Герой повествования похож на представителя «невостребованного поколения», на типаж, про который принято говорить «не вписался», при том не на душевного инвалида с психологическим затыком — нет, на полноценного, но не реализовавшегося мужчину, с полным набором человеческих качеств: эмпатией, тягой к прекрасному, жаждой поиска смыслов, эротическими желаниями и т. д. Но все достоинства, какими герой обладает, как бы условны, заложены, но не приведены в действие, не применимы и не применяемы. В его родителях и бабушке как бы еще наблюдался живой сок, а в их потомке истощился, так он ощущает. Его индивидуальный интерес к жизни горит в полнакала. Понимание собственной немотивированности, поставленный самому себе диагноз «инфантильность», выделяют героя среди жителей замерзшего, замершего городка, но не более. Сил на перезагрузку, на переделку самого себя или окружающего у героя попросту нет, а прокрастинация тут не лучший помощник. Герой не живет в режиме сбережения энергии, ему не для чего ее беречь.

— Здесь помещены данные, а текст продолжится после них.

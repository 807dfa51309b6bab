//! Control panel text drawn as a screen-space quad at the bottom centre of the
//! window. Glyphs are rasterised on the CPU with fontdue into an RGBA buffer
//! that is re-uploaded only when the text changes. The panel is sized from the
//! laid-out text, so every line fits at its natural width.

use std::borrow::Cow;
use std::collections::HashMap;
use std::fs;
use std::path::Path;

use anyhow::{Context, Result, anyhow};
use bytemuck::cast_slice;
use fontdue::{Font, FontSettings, Metrics};
use log::warn;
use wgpu::util::DeviceExt;
use winit::dpi::PhysicalSize;

use super::shaders::{HUD_SHADER_SOURCE, QUAD_INDICES, QuadVertex};
use crate::texture::prepare_rgba_upload;

const FONT_SIZE_PX: f32 = 16.0;
const PANEL_PADDING: u32 = 8;
const PANEL_MARGIN_BOTTOM: f32 = 24.0;

/// Pixel rectangle in window coordinates, origin top-left.
#[derive(Debug, Clone, Copy, PartialEq)]
pub struct PanelRect {
    pub x: f32,
    pub y: f32,
    pub width: f32,
    pub height: f32,
}

impl PanelRect {
    /// Centre horizontally and sit `PANEL_MARGIN_BOTTOM` above the bottom edge.
    /// A panel larger than the window is scaled down to fit, never cropped.
    pub fn bottom_centre(window: PhysicalSize<u32>, width: u32, height: u32) -> Self {
        let window_w = window.width.max(1) as f32;
        let window_h = window.height.max(1) as f32;
        let scale = (window_w / width.max(1) as f32)
            .min(window_h / height.max(1) as f32)
            .min(1.0);
        let width = width as f32 * scale;
        let height = height as f32 * scale;
        let x = ((window_w - width) * 0.5).max(0.0);
        let y = (window_h - height - PANEL_MARGIN_BOTTOM).max(0.0);
        Self {
            x,
            y,
            width,
            height,
        }
    }

    fn vertices(&self, window: PhysicalSize<u32>) -> [QuadVertex; 4] {
        let width = window.width.max(1) as f32;
        let height = window.height.max(1) as f32;

        let left = (self.x / width) * 2.0 - 1.0;
        let right = ((self.x + self.width) / width) * 2.0 - 1.0;
        let top = 1.0 - (self.y / height) * 2.0;
        let bottom = 1.0 - ((self.y + self.height) / height) * 2.0;

        [
            QuadVertex {
                position: [left, top],
                uv: [0.0, 0.0],
            },
            QuadVertex {
                position: [right, top],
                uv: [1.0, 0.0],
            },
            QuadVertex {
                position: [left, bottom],
                uv: [0.0, 1.0],
            },
            QuadVertex {
                position: [right, bottom],
                uv: [1.0, 1.0],
            },
        ]
    }
}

Чем же все-таки этот лишний, ненужный никому и себе человек отличается от похожих «невостребованных» и «невписавшихся»? Он — не разрушитель, не крушит мир вокруг себя, не мстит пространству или обществу, лишь культивирует слабость и даже, кажется, утешается ею, смирившись. «Очередное лето дает очередную надежду, пусть слабую и иллюзорную, а очередная зима добивает». Здесь герой равен городу, в котором живет: оба обесточены.

Выше мы перечисляли некоторые типичные приметы десятых, приведенные автором. Собственно, существование такого персонажа, как рассказчик в «Зиме», тоже в некоторой степени примета времени, примета промежуточных десятых.

Герой рассказа «Барби» (2012), в отличие от главного героя «Зимы», москвич. Только, как точно подмечено, с «немосковской специальностью» — экспедитор пива, со «стыдной подработкой», женатый на «нетипичной москвичке». Дочка героя — пятиклассница — проводит ревизию детских игрушек, а отец вслед за дочерью — ревизию жизни через воспоминания. Служба в армии, дембель, приходящийся на момент развала СССР, покупка первой электрогитары, потом дешевой ванночки для ребенка, в прошлом фанат Летова, Кинчева, Науменко, Цоя, репетиции, создание своей музгруппы «Антидот»… Во «времена свободы», как называет свое теперешнее время герой, ему пришлось сменить множество профессий: курьер, грузчик, расклейщик объявлений, экспедитор.

Бэкграунд героя: «Обыкновенная жизнь обыкновенного человека: любимая и убаюкивающая своим спокойствием жена, послушная дочка, сносная работа. Есть и хобби, и одновременно средство для подработки — гитара».

И чем же тут автор собирается увлечь читателя? Как завладеет его интересом, если жизнь обыкновенная? Автор стойко держит интригу, напоминая о «стыдной подработке»: «он хотел признаться, что за деньги приносит время от времени сверх зарплаты, туманно поясняя: премия, временное повышение... Готов был, но не смог».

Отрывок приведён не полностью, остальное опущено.